> [EXERCISE BRIEF]: Keep only the lines from the top of the listing through the one with "use crate::cache::ComputeCache;", and reproduce them unaltered.

> [INPUT]:

[Start of Attachment]

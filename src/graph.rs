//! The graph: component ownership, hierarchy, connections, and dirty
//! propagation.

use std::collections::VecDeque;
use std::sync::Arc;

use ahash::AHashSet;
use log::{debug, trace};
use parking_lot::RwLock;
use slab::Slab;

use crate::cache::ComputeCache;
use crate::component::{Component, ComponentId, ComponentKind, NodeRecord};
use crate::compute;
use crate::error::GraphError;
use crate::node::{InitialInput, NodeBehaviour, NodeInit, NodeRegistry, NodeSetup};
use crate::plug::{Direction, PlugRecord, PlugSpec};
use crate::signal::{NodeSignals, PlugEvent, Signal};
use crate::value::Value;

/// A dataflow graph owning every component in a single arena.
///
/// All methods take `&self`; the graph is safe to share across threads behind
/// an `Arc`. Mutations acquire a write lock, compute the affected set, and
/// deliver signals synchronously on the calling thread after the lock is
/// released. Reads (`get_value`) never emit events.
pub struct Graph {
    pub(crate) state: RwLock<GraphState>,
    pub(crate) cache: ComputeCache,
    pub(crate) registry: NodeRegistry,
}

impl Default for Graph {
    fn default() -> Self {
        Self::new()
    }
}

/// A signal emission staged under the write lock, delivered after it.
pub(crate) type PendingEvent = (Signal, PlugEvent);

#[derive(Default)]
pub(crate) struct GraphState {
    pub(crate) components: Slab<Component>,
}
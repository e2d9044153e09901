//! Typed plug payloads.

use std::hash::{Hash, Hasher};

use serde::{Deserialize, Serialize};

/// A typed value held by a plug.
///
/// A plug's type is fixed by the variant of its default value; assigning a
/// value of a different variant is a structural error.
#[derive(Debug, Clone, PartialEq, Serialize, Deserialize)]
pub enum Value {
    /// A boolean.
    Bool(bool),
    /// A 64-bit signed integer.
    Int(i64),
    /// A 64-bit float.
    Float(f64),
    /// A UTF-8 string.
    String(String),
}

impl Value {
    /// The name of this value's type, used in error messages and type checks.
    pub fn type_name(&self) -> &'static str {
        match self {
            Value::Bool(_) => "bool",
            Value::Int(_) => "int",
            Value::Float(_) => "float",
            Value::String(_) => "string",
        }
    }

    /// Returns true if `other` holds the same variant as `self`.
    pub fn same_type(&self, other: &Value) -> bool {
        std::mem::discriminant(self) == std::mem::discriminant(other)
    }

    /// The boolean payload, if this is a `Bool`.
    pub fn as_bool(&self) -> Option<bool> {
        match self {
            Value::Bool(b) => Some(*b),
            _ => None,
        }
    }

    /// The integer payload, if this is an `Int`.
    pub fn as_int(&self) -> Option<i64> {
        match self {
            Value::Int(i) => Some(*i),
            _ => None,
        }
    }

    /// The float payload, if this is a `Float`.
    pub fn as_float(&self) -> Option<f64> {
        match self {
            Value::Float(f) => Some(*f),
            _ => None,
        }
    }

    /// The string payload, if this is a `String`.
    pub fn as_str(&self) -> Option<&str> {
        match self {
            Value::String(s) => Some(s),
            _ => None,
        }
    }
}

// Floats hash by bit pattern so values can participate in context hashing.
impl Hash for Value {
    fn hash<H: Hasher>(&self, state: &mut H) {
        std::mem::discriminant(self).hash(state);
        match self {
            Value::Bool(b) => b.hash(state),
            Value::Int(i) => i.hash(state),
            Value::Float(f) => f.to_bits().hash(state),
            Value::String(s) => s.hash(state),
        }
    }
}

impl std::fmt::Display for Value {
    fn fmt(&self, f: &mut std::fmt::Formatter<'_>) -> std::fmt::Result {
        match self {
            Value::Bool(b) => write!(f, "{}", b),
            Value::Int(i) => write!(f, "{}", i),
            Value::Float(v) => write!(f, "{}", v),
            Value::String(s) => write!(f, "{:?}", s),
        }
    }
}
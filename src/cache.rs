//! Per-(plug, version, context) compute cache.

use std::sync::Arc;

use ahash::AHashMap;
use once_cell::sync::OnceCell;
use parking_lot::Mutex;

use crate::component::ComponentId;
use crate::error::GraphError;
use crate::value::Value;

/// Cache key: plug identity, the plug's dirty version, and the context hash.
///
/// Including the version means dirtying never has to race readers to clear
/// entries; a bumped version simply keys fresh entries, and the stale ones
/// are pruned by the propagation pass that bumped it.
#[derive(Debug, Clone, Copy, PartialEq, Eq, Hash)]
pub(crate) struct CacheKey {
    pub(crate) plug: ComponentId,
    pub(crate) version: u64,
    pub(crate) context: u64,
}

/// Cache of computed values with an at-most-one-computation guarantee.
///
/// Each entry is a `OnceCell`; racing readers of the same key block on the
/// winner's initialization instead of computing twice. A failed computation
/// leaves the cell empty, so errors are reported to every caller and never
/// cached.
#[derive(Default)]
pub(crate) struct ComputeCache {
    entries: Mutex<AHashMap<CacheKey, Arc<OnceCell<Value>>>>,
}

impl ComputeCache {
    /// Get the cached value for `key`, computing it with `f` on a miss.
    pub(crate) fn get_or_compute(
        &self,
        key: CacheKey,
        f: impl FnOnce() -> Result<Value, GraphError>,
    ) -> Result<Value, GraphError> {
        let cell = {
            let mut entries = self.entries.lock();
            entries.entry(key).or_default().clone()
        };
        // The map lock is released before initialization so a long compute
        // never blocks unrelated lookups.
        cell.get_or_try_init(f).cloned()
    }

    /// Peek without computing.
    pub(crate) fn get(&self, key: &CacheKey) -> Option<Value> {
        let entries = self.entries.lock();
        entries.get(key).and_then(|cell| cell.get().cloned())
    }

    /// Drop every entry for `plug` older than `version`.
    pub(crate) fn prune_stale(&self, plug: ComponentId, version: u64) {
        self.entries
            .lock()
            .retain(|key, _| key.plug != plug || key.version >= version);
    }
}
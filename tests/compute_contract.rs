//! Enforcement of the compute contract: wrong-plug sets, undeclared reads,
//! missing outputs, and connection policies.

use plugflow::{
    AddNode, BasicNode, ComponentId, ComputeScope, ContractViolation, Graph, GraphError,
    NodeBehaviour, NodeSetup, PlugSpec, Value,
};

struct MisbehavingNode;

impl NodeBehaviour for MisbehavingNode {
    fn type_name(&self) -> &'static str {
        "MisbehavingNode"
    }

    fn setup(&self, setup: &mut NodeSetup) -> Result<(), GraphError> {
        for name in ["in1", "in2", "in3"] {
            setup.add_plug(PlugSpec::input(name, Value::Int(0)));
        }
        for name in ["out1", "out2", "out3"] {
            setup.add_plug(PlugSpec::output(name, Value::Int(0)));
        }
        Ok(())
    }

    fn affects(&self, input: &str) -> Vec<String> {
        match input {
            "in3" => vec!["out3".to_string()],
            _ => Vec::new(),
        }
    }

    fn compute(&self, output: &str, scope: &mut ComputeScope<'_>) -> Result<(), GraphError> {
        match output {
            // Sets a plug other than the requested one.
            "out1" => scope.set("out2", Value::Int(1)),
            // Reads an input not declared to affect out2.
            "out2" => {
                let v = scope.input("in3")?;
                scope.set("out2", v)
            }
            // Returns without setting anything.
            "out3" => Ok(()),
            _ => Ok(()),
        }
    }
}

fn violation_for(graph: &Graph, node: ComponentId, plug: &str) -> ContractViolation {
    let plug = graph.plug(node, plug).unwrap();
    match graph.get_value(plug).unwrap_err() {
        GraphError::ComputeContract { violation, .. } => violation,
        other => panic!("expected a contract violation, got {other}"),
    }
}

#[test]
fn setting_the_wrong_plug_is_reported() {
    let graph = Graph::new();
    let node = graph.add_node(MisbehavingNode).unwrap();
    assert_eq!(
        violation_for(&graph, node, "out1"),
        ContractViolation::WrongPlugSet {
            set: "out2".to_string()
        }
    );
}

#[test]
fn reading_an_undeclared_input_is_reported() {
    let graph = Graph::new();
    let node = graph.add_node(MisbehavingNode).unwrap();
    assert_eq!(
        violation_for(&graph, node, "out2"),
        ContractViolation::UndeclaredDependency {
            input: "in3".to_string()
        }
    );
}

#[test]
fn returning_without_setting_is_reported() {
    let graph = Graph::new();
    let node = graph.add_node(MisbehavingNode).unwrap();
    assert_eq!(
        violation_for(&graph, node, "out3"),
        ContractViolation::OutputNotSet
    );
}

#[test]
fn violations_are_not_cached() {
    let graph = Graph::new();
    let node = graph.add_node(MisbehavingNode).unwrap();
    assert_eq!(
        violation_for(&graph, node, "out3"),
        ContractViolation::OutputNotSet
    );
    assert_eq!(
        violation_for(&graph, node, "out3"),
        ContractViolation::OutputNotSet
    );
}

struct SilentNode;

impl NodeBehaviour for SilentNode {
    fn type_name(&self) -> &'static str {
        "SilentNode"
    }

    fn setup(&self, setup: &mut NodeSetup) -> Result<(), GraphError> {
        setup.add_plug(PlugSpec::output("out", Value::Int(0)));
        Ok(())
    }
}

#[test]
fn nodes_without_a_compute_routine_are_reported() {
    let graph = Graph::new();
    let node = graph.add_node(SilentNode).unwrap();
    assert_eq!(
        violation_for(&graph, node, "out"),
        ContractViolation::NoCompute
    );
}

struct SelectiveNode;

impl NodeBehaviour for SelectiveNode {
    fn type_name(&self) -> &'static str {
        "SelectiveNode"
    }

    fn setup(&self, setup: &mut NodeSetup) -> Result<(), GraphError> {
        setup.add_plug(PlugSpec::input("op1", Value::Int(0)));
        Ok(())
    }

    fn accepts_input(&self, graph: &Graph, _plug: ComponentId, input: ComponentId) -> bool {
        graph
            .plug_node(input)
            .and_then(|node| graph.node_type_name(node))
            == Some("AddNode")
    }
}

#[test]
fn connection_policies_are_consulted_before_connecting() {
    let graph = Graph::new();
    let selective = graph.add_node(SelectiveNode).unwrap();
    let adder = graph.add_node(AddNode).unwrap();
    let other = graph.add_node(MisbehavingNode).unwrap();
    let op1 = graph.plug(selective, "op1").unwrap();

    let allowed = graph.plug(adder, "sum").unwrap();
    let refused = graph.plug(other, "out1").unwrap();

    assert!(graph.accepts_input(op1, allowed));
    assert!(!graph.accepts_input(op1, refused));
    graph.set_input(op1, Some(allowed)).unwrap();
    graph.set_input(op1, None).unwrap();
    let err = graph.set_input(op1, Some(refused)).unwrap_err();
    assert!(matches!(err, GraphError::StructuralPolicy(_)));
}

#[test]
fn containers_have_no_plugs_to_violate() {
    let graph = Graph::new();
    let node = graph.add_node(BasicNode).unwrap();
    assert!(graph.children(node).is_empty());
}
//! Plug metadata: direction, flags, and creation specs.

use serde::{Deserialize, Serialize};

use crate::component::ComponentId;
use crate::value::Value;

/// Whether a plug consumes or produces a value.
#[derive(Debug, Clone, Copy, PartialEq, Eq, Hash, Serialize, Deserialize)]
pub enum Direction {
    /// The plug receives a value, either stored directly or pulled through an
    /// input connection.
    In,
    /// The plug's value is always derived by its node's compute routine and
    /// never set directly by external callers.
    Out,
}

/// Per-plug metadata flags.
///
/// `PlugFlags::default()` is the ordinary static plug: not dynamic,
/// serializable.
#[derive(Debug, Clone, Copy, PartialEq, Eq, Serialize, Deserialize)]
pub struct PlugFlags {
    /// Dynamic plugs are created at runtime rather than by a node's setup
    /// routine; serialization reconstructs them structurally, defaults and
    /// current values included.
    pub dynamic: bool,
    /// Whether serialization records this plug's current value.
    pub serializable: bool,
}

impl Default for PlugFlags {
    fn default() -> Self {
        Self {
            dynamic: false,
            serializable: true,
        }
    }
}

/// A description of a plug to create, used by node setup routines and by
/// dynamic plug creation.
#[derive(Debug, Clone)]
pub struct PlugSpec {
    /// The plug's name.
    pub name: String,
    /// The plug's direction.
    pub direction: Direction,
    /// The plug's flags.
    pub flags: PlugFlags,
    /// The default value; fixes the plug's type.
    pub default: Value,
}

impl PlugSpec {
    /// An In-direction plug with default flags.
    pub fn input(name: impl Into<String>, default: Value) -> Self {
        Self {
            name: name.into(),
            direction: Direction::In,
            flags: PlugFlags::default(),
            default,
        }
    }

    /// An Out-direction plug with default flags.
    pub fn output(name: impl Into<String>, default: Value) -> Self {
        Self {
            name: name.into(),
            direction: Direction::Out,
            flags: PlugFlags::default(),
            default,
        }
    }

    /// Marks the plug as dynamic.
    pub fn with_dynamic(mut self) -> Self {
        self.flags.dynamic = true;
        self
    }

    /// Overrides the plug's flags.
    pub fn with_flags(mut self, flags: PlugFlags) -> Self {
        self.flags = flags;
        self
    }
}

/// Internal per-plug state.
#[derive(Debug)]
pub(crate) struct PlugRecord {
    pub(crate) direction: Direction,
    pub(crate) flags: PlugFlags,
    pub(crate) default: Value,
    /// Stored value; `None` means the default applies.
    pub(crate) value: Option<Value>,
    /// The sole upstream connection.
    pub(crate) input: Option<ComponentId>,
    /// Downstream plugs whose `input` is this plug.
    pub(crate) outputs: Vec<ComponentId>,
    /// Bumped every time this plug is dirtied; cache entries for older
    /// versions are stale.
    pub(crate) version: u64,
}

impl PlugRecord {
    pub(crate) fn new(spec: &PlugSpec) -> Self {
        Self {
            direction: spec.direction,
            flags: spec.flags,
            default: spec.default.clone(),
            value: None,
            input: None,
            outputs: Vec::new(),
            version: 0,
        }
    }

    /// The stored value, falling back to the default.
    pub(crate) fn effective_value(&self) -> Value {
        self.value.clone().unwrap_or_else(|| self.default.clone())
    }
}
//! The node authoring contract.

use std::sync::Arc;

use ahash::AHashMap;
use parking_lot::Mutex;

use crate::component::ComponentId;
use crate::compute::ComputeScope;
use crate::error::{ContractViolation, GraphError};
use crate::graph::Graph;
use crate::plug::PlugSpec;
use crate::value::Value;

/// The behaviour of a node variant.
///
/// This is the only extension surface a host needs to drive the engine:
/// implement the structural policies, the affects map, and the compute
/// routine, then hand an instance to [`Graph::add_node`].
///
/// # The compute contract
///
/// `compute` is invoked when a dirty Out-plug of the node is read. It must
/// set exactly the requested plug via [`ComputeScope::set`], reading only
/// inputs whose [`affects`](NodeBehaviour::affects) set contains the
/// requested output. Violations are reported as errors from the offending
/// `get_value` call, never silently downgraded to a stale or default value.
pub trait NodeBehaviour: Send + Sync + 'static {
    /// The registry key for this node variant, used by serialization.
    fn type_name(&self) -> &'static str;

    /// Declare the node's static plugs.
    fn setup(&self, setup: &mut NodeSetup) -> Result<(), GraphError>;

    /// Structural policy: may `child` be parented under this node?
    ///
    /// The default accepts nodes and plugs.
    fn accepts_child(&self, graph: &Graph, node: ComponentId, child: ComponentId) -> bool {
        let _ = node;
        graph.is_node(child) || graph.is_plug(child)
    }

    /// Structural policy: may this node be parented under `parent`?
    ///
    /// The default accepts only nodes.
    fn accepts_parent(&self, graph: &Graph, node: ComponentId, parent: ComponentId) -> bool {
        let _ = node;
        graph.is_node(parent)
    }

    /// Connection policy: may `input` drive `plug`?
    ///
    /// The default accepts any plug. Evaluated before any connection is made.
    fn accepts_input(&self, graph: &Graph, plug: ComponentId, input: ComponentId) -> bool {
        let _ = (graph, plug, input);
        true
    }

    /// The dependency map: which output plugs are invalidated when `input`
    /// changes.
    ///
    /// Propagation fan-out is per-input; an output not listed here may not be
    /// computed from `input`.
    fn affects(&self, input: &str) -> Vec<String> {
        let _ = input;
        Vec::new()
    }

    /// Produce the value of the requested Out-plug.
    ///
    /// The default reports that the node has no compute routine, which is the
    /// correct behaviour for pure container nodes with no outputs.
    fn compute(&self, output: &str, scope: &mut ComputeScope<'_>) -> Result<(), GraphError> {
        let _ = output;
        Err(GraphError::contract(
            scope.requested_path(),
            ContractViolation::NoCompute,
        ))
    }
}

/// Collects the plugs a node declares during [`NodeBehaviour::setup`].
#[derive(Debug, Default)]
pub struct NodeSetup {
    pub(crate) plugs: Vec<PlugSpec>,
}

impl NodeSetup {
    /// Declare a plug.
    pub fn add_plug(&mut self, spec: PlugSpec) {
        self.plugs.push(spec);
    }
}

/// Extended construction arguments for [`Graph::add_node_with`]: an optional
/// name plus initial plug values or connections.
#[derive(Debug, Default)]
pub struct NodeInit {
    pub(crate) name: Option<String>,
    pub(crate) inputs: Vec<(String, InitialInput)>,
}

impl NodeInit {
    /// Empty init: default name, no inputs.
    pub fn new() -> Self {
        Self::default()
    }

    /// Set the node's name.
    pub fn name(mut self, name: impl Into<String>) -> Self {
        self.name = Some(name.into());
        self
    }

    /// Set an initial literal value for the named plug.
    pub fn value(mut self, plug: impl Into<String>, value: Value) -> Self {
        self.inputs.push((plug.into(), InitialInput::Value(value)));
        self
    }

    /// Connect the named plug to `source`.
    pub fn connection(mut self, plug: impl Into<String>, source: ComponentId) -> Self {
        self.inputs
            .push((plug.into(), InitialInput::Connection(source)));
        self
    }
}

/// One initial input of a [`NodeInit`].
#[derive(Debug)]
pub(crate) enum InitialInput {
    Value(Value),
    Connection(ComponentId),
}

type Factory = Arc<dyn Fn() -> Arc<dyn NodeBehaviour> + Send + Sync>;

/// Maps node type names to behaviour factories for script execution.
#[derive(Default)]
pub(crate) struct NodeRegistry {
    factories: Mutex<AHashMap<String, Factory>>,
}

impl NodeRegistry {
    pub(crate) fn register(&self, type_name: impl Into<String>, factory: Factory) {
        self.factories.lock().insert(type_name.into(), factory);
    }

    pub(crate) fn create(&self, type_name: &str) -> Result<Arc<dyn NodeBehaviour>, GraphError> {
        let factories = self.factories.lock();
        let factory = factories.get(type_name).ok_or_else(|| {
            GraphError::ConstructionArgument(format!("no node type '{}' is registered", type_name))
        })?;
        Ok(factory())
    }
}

[End of Attachment]

> [EXERCISE OUTPUT]:
filename src/graph.rs
//! The graph: component ownership, hierarchy, connections, and dirty
//! propagation.

use std::collections::VecDeque;
use std::sync::Arc;

use ahash::AHashSet;
use log::{debug, trace};
use parking_lot::RwLock;
use slab::Slab;

use crate::cache::ComputeCache;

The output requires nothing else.